Records from a collection
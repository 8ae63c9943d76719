//! CLI command parsing and circuit file tests.
//!
//! The CLI is a binary crate, so argument parsing is checked against a
//! mirror of the clap structs and file handling through the circuit crate
//! the commands call into.

// ============================================================================
// Circuit files
// ============================================================================

mod circuit_files {
    use std::fs;

    use qbench_circuit::{Circuit, validate_and_normalize, validate_file};
    use serde_json::{Value, json};

    fn bell_encoding() -> Value {
        json!({
            "circuit": [
                {"gate": "RY", "wires": [0], "params": ["input_0"]},
                {"gate": "RY", "wires": [1], "params": ["input_1"]},
                {"gate": "CNOT", "wires": [1], "control": [0]},
                {"gate": "MEASURE", "wires": [0, 1]}
            ]
        })
    }

    #[test]
    fn test_validate_valid_file() {
        let dir = tempfile::tempdir().unwrap();
        let path = dir.path().join("encoding.json");
        fs::write(&path, bell_encoding().to_string()).unwrap();

        let result = validate_file(&path);
        assert!(result.valid, "{result}");
        assert!(result.errors.is_empty());
    }

    #[test]
    fn test_validate_reports_every_error() {
        let dir = tempfile::tempdir().unwrap();
        let path = dir.path().join("broken.json");
        let doc = json!({
            "circuit": [
                {"gate": "CCX", "wires": [0]},
                {"gate": "RX", "wires": [1]}
            ]
        });
        fs::write(&path, doc.to_string()).unwrap();

        let result = validate_file(&path);
        assert!(!result.valid);
        assert!(result.errors.len() >= 2, "{result}");
        assert!(result.errors.iter().any(|e| e.starts_with("Gate #1")));
        assert!(result.errors.iter().any(|e| e.starts_with("Gate #2")));
    }

    #[test]
    fn test_validate_missing_file() {
        let path = "/tmp/qbench_test_nonexistent_file_12345.json";
        let result = validate_file(path);
        assert!(!result.valid);
        assert_eq!(result.errors, vec![format!("File does not exist: {path}")]);
    }

    #[test]
    fn test_normalize_writes_qubit_count() {
        let mut doc = bell_encoding();
        let result = validate_and_normalize(&mut doc);
        assert!(result.valid, "{result}");
        assert_eq!(doc["qubit_count"], 2);
    }

    #[test]
    fn test_inspect_metrics() {
        let circuit = Circuit::from_value(&bell_encoding()).unwrap();
        assert_eq!(circuit.gate_count(), 4);
        assert_eq!(circuit.derived_qubit_count(), 2);
        assert_eq!(circuit.depth(), 3);
        assert_eq!(circuit.input_indices(), vec![0, 1]);
    }

    #[test]
    fn test_inspect_rejects_invalid_document() {
        let doc = json!({"circuit": [{"gate": "H", "wires": []}]});
        assert!(Circuit::from_value(&doc).is_err());
    }
}

// ============================================================================
// Clap argument parsing (test via try_parse_from on equivalent structs)
// ============================================================================

mod clap_parsing {
    use clap::{Parser, Subcommand};

    // Mirror the CLI struct for testing (since main.rs is a binary)
    #[derive(Parser)]
    #[command(name = "qbench")]
    struct TestCli {
        #[arg(short, long, action = clap::ArgAction::Count, global = true)]
        verbose: u8,

        #[command(subcommand)]
        command: TestCommands,
    }

    #[derive(Subcommand)]
    enum TestCommands {
        Validate {
            #[arg(short, long)]
            input: String,
            #[arg(short, long, default_value = "table")]
            format: String,
            #[arg(long)]
            normalize: bool,
        },
        Inspect {
            #[arg(short, long)]
            input: String,
            #[arg(short, long, default_value = "table")]
            format: String,
        },
        Version,
    }

    #[test]
    fn test_parse_validate_minimal() {
        let cli = TestCli::try_parse_from(["qbench", "validate", "-i", "enc.json"]).unwrap();
        match cli.command {
            TestCommands::Validate {
                input,
                format,
                normalize,
            } => {
                assert_eq!(input, "enc.json");
                assert_eq!(format, "table");
                assert!(!normalize);
            }
            _ => panic!("Expected Validate command"),
        }
    }

    #[test]
    fn test_parse_validate_with_all_args() {
        let cli = TestCli::try_parse_from([
            "qbench",
            "validate",
            "--input",
            "enc.json",
            "--format",
            "json",
            "--normalize",
        ])
        .unwrap();
        match cli.command {
            TestCommands::Validate {
                input,
                format,
                normalize,
            } => {
                assert_eq!(input, "enc.json");
                assert_eq!(format, "json");
                assert!(normalize);
            }
            _ => panic!("Expected Validate command"),
        }
    }

    #[test]
    fn test_parse_validate_missing_input() {
        let result = TestCli::try_parse_from(["qbench", "validate"]);
        assert!(result.is_err());
    }

    #[test]
    fn test_parse_inspect() {
        let cli =
            TestCli::try_parse_from(["qbench", "inspect", "-i", "enc.json", "-f", "json"]).unwrap();
        match cli.command {
            TestCommands::Inspect { input, format } => {
                assert_eq!(input, "enc.json");
                assert_eq!(format, "json");
            }
            _ => panic!("Expected Inspect command"),
        }
    }

    #[test]
    fn test_parse_version() {
        let cli = TestCli::try_parse_from(["qbench", "version"]).unwrap();
        assert!(matches!(cli.command, TestCommands::Version));
    }

    #[test]
    fn test_parse_verbose_flag() {
        let cli = TestCli::try_parse_from(["qbench", "-vv", "version"]).unwrap();
        assert_eq!(cli.verbose, 2);
    }

    #[test]
    fn test_parse_verbose_after_subcommand() {
        let cli = TestCli::try_parse_from(["qbench", "inspect", "-i", "a.json", "-v"]).unwrap();
        assert_eq!(cli.verbose, 1);
    }

    #[test]
    fn test_no_subcommand() {
        let result = TestCli::try_parse_from(["qbench"]);
        assert!(result.is_err());
    }

    #[test]
    fn test_unknown_subcommand() {
        let result = TestCli::try_parse_from(["qbench", "compile"]);
        assert!(result.is_err());
    }
}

# WORK ORDER
Which lines of the records above contain the word "unwrap"? Report each one.

# RESPONSE
        let dir = tempfile::tempdir().unwrap();
        fs::write(&path, bell_encoding().to_string()).unwrap();
        let dir = tempfile::tempdir().unwrap();
        fs::write(&path, doc.to_string()).unwrap();
        let circuit = Circuit::from_value(&bell_encoding()).unwrap();
        let cli = TestCli::try_parse_from(["qbench", "validate", "-i", "enc.json"]).unwrap();
        .unwrap();
            TestCli::try_parse_from(["qbench", "inspect", "-i", "enc.json", "-f", "json"]).unwrap();
        let cli = TestCli::try_parse_from(["qbench", "version"]).unwrap();
        let cli = TestCli::try_parse_from(["qbench", "-vv", "version"]).unwrap();
        let cli = TestCli::try_parse_from(["qbench", "inspect", "-i", "a.json", "-v"]).unwrap();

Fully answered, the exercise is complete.